Work out how many lines in the data below contain the string "path", and reply with that figure alone.

(Provided records begins)

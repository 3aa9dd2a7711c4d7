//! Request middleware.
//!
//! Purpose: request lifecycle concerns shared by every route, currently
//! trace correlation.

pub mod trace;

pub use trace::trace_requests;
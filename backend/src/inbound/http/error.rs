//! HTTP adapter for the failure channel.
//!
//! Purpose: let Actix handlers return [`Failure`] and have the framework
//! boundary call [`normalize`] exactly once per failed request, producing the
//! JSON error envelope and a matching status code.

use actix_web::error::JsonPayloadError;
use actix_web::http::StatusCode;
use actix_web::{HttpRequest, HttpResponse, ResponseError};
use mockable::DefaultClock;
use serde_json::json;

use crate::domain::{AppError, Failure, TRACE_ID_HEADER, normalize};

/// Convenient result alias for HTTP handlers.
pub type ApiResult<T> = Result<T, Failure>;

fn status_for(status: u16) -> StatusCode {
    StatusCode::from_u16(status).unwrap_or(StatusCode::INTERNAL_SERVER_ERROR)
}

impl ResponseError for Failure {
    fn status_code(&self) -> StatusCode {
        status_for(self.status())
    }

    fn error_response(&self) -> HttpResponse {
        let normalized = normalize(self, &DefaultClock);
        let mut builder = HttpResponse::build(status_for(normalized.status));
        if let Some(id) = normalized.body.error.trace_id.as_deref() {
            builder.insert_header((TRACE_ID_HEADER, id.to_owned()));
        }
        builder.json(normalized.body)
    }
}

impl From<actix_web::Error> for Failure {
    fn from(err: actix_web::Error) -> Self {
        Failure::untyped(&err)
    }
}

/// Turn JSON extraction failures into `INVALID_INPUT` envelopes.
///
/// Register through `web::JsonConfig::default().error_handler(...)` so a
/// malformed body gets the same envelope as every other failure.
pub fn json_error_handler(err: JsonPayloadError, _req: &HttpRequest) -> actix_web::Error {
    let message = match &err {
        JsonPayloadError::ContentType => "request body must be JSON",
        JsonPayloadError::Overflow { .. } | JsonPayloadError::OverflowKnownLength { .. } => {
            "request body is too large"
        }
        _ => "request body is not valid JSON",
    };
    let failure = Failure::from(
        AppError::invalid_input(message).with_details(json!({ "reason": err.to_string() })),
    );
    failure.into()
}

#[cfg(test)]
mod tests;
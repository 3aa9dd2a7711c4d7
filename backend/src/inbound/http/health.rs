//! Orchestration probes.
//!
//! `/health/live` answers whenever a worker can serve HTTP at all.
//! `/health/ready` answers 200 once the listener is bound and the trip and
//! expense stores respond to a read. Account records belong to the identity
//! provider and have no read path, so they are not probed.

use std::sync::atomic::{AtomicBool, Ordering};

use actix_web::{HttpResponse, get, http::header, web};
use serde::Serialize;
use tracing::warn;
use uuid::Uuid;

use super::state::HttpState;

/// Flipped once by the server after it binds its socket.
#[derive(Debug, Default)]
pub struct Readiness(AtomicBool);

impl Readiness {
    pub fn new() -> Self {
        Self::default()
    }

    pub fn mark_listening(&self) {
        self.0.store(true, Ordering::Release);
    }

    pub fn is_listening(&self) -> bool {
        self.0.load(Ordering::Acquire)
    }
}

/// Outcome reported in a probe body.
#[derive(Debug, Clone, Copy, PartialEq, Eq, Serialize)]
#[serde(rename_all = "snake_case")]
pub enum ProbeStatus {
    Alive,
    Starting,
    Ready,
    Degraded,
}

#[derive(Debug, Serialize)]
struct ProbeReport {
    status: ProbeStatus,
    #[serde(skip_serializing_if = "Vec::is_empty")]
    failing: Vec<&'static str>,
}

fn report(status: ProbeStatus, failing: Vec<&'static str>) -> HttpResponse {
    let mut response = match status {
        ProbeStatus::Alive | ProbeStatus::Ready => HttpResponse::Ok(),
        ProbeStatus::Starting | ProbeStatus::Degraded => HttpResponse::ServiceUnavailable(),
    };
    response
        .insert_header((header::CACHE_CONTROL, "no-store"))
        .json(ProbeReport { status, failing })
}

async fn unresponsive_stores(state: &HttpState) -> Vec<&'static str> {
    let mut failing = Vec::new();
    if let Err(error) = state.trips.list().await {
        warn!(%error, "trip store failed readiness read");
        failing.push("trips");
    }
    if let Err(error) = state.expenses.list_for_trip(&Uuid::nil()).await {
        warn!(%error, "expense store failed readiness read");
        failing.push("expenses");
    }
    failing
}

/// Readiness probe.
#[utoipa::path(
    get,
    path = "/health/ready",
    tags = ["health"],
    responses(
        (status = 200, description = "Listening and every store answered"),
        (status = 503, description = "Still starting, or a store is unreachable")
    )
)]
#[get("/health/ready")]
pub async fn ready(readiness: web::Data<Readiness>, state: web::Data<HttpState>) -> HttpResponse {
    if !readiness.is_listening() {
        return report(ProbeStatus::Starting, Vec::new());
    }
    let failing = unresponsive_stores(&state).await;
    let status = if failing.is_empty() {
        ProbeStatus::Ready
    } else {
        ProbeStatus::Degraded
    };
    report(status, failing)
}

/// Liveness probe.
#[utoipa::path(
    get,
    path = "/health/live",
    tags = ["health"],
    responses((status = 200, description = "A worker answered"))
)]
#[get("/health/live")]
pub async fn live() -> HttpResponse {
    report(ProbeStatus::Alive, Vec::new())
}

(Provided records ends)

• Answer section: 5